Sorry for not responding earlier - for time reasons, I wasn't able to continue looking into this as needed.

@Barsonax @SirePi Can you guys pick up this PR? Feel free to ping me if needed down the line.

SirePi commented 4 years ago

Just my personal preference maybe, but I think that instead of having 6 methods

  • RotateRight(float angle)
  • RotateLeft(float angle)
  • RotateUp(float angle)
  • RotateDown(float angle)
  • RollLeft(float angle)
  • RollRight(float angle)

with kind of "unreferenced" names like left/right/up/down, and with the potential headache of having to consider that RotateRight(-5) is equal to RotateLeft(5), maybe it would be better and easier (to understand and maintain) to have

Barsonax commented 4 years ago

@greyepoxy There have been quite a bit of changes in master recently.
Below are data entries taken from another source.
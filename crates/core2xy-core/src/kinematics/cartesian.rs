// Cartesian kinematics - one stepper per axis

use std::fmt;

use crate::{
    itersolve::{ActiveFlags, CalcPositionCallback},
    trap_queue::{Coord, Move},
};

/// Toolhead axis
#[derive(Debug, Clone, Copy, PartialEq, Eq)]
pub enum Axis {
    X,
    Y,
    Z,
}

impl Axis {
    pub const ALL: [Axis; 3] = [Axis::X, Axis::Y, Axis::Z];

    pub(crate) fn index(self) -> usize {
        match self {
            Axis::X => 0,
            Axis::Y => 1,
            Axis::Z => 2,
        }
    }

    pub fn name(self) -> char {
        match self {
            Axis::X => 'X',
            Axis::Y => 'Y',
            Axis::Z => 'Z',
        }
    }

    /// Component of `c` along this axis.
    pub fn of(self, c: Coord) -> f64 {
        match self {
            Axis::X => c.x,
            Axis::Y => c.y,
            Axis::Z => c.z,
        }
    }

    /// `c` with its component along this axis replaced by `value`.
    pub fn with(self, c: Coord, value: f64) -> Coord {
        match self {
            Axis::X => Coord { x: value, ..c },
            Axis::Y => Coord { y: value, ..c },
            Axis::Z => Coord { z: value, ..c },
        }
    }
}

/// Cartesian kinematics - the stepper follows a single axis
#[derive(Debug, Clone, Copy, PartialEq, Eq)]
pub struct CartesianKin {
    axis: Axis,
}

impl CartesianKin {
    pub fn new(axis: Axis) -> Self {
        Self { axis }
    }

    pub fn axis(&self) -> Axis {
        self.axis
    }

    pub fn active_flags(&self) -> ActiveFlags {
        match self.axis {
            Axis::X => ActiveFlags::new().with_x(),
            Axis::Y => ActiveFlags::new().with_y(),
            Axis::Z => ActiveFlags::new().with_z(),
        }
    }
}

impl fmt::Display for CartesianKin {
    fn fmt(&self, f: &mut fmt::Formatter<'_>) -> fmt::Result {
        write!(f, "cartesian {}", self.axis.name().to_ascii_lowercase())
    }
}

impl CalcPositionCallback for CartesianKin {
    fn calc_position(&self, m: &Move, move_time: f64) -> f64 {
        self.axis.of(m.get_coord(move_time))
    }
}
// Iterative solver for kinematic moves

use crate::trap_queue::{Coord, Move, MoveQueue};

const SEEK_TIME_RESET: f64 = 0.000100;
const POSITION_TOLERANCE: f64 = 0.000000001;
const TIME_TOLERANCE: f64 = 0.000000001;
// Distance behind the target, beyond a full step, that flags a reversal
const DIR_CHANGE_TOLERANCE: f64 = 10.0 * POSITION_TOLERANCE;
// Search window after a step, relative to the previous step interval
const SEEK_TIME_GROWTH: f64 = 1.5;

// Axes a stepper depends on
#[derive(Debug, Clone, Copy, Default, PartialEq, Eq)]
pub struct ActiveFlags(u8);

impl ActiveFlags {
    const X: u8 = 1 << 0;
    const Y: u8 = 1 << 1;
    const Z: u8 = 1 << 2;

    pub const fn new() -> Self {
        Self(0)
    }

    pub const fn with_x(mut self) -> Self {
        self.0 |= Self::X;
        self
    }

    pub const fn with_y(mut self) -> Self {
        self.0 |= Self::Y;
        self
    }

    pub const fn with_z(mut self) -> Self {
        self.0 |= Self::Z;
        self
    }

    pub const fn has_x(&self) -> bool {
        self.0 & Self::X != 0
    }

    pub const fn has_y(&self) -> bool {
        self.0 & Self::Y != 0
    }

    pub const fn has_z(&self) -> bool {
        self.0 & Self::Z != 0
    }
}

/// Maps a point in a planned move to a stepper position.
///
/// Implementations must be pure: the solver calls this many times per step
/// at arbitrary trial times and relies on identical inputs giving identical
/// outputs.
pub trait CalcPositionCallback {
    fn calc_position(&self, m: &Move, move_time: f64) -> f64;
}

/// A single step pulse at an absolute print time.
#[derive(Debug, Clone, Copy, PartialEq)]
pub struct Step {
    pub print_time: f64,
    /// `true` for a step in the positive direction
    pub dir: bool,
}

/// Receives the steps found by the solver.
pub trait StepSink {
    fn step(&mut self, step: Step);
}

impl StepSink for Vec<Step> {
    fn step(&mut self, step: Step) {
        self.push(step);
    }
}

#[derive(Debug, Clone, Copy)]
struct TimePos {
    time: f64,
    position: f64,
}

/// Iterative solver for generating step times from kinematic moves
#[derive(Debug, Clone)]
pub struct IterativeSolver<C> {
    step_dist: f64,
    commanded_pos: f64,
    last_flush_time: f64,
    last_dir: bool,
    active_flags: ActiveFlags,
    calc: C,
}

impl<C: CalcPositionCallback> IterativeSolver<C> {
    pub fn new(step_dist: f64, active_flags: ActiveFlags, calc: C) -> Self {
        Self {
            step_dist,
            commanded_pos: 0.0,
            last_flush_time: 0.0,
            last_dir: false,
            active_flags,
            calc,
        }
    }

    pub fn step_dist(&self) -> f64 {
        self.step_dist
    }

    pub fn commanded_pos(&self) -> f64 {
        self.commanded_pos
    }

    pub fn calc(&self) -> &C {
        &self.calc
    }

    pub fn active_flags(&self) -> ActiveFlags {
        self.active_flags
    }

    /// Replace the position callback. Callers must follow up with
    /// [`set_position`](Self::set_position) since the commanded position is
    /// expressed in the old callback's frame.
    pub fn set_calc(&mut self, calc: C, active_flags: ActiveFlags) {
        self.calc = calc;
        self.active_flags = active_flags;
    }

    pub fn set_position(&mut self, x: f64, y: f64, z: f64) {
        self.commanded_pos = self.calc_position_from_coord(x, y, z);
    }

    pub fn calc_position_from_coord(&self, x: f64, y: f64, z: f64) -> f64 {
        let m = Move::stationary(0.0, 1000.0, Coord { x, y, z });
        self.calc.calc_position(&m, 500.0)
    }

    // Check if a move is likely to cause movement on this stepper
    fn check_active(&self, m: &Move) -> bool {
        (self.active_flags.has_x() && m.axes_r.x != 0.0)
            || (self.active_flags.has_y() && m.axes_r.y != 0.0)
            || (self.active_flags.has_z() && m.axes_r.z != 0.0)
    }

    // Generate step times for a portion of a move using the secant method
    fn gen_steps_range<S: StepSink>(
        &mut self,
        sink: &mut S,
        m: &Move,
        abs_start: f64,
        abs_end: f64,
    ) {
        let step_dist = self.step_dist;
        let half_step = 0.5 * step_dist;
        let start = (abs_start - m.print_time).max(0.0);
        let end = (abs_end - m.print_time).min(m.move_t);

        let mut old_guess = TimePos {
            time: start,
            position: self.commanded_pos,
        };
        let mut guess = old_guess;
        let mut sdir = self.last_dir;
        let mut is_dir_change = false;
        let mut have_bracket = false;
        let mut check_oscillate = false;
        let mut target = self.commanded_pos + if sdir { half_step } else { -half_step };
        let mut last_time = start;
        let mut low_time = start;
        let mut high_time = (start + SEEK_TIME_RESET).min(end);

        loop {
            let guess_dist = guess.position - target;
            let og_dist = old_guess.position - target;
            let mut next_time =
                (old_guess.time * guess_dist - guess.time * og_dist) / (guess_dist - og_dist);

            if !(next_time > low_time && next_time < high_time) {
                if have_bracket {
                    // Poor secant guess - bisect
                    next_time = (low_time + high_time) * 0.5;
                    check_oscillate = false;
                } else if guess.time >= end {
                    // No more steps in the requested range
                    break;
                } else {
                    // Exponential search for a bracket
                    next_time = high_time;
                    high_time = (2.0 * high_time - last_time).min(end);
                }
            }

            old_guess = guess;
            guess.time = next_time;
            guess.position = self.calc.calc_position(m, next_time);
            let guess_dist = guess.position - target;

            if guess_dist.abs() > POSITION_TOLERANCE {
                let rel_dist = if sdir { guess_dist } else { -guess_dist };

                if rel_dist > 0.0 {
                    // Position past target, so a step is present
                    if have_bracket && old_guess.time <= low_time {
                        if check_oscillate {
                            // Force bisection to break persistent oscillation
                            old_guess = guess;
                        }
                        check_oscillate = true;
                    }
                    high_time = guess.time;
                    have_bracket = true;
                } else if rel_dist < -(step_dist + DIR_CHANGE_TOLERANCE) {
                    // Direction change
                    sdir = !sdir;
                    target += if sdir { step_dist } else { -step_dist };
                    low_time = last_time;
                    high_time = guess.time;
                    is_dir_change = true;
                    have_bracket = true;
                    check_oscillate = false;
                } else {
                    low_time = guess.time;
                }

                if !have_bracket || high_time - low_time > TIME_TOLERANCE {
                    continue;
                }
            }

            sink.step(Step {
                print_time: m.print_time + guess.time,
                dir: sdir,
            });
            self.last_dir = sdir;
            target += if sdir { step_dist } else { -step_dist };

            let mut seek_time_delta =
                (SEEK_TIME_GROWTH * (guess.time - last_time)).max(TIME_TOLERANCE);
            if is_dir_change && seek_time_delta > SEEK_TIME_RESET {
                seek_time_delta = SEEK_TIME_RESET;
            }
            last_time = guess.time;
            low_time = guess.time;
            high_time = (guess.time + seek_time_delta).min(end);
            is_dir_change = false;
            have_bracket = false;
            check_oscillate = false;
        }

        self.commanded_pos = target - if sdir { half_step } else { -half_step };
    }

    /// Generate steps for every queued move between the previous flush and
    /// `flush_time`.
    pub fn generate_steps<S: StepSink>(
        &mut self,
        sink: &mut S,
        queue: &MoveQueue,
        flush_time: f64,
    ) {
        let last_flush_time = self.last_flush_time;
        self.last_flush_time = flush_time;

        for m in queue.moves() {
            if m.end_time() <= last_flush_time {
                continue;
            }
            if m.print_time >= flush_time {
                break;
            }
            if self.check_active(m) {
                self.gen_steps_range(sink, m, last_flush_time, flush_time);
            }
        }
        tracing::trace!(
            flush_time,
            commanded_pos = self.commanded_pos,
            "generated steps"
        );
    }

    /// Print time of the first unflushed move that would move this stepper.
    pub fn check_active_time(&self, queue: &MoveQueue, flush_time: f64) -> Option<f64> {
        for m in queue.moves() {
            if m.end_time() <= self.last_flush_time {
                continue;
            }
            if self.check_active(m) {
                return Some(m.print_time);
            }
            if flush_time <= m.end_time() {
                return None;
            }
        }
        None
    }

    // Check if this stepper is registered for the given axis
    pub fn is_active_axis(&self, axis: char) -> bool {
        match axis {
            'x' | 'X' => self.active_flags.has_x(),
            'y' | 'Y' => self.active_flags.has_y(),
            'z' | 'Z' => self.active_flags.has_z(),
            _ => false,
        }
    }
}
Can you rebase your branch on master so its up to date again? The changes are mostly in the csproj files so theres a good chance you won't have conflicts.

greyepoxy commented 4 years ago

Hey all thanks for your replies, unfortunately due to some changes in my available time and priorities I won't be able to continue working on this. Feel free to build off of my work if you would like but I totally understand if its not a priority for Duality at the moment.

Again I really appreciate everyone's time and what you all are building here

Barsonax commented 4 years ago

Ok thanks for letting us know and thanks for the effort you put in.

I pulled your branch into this repo and we will handle things further from now once we find some time.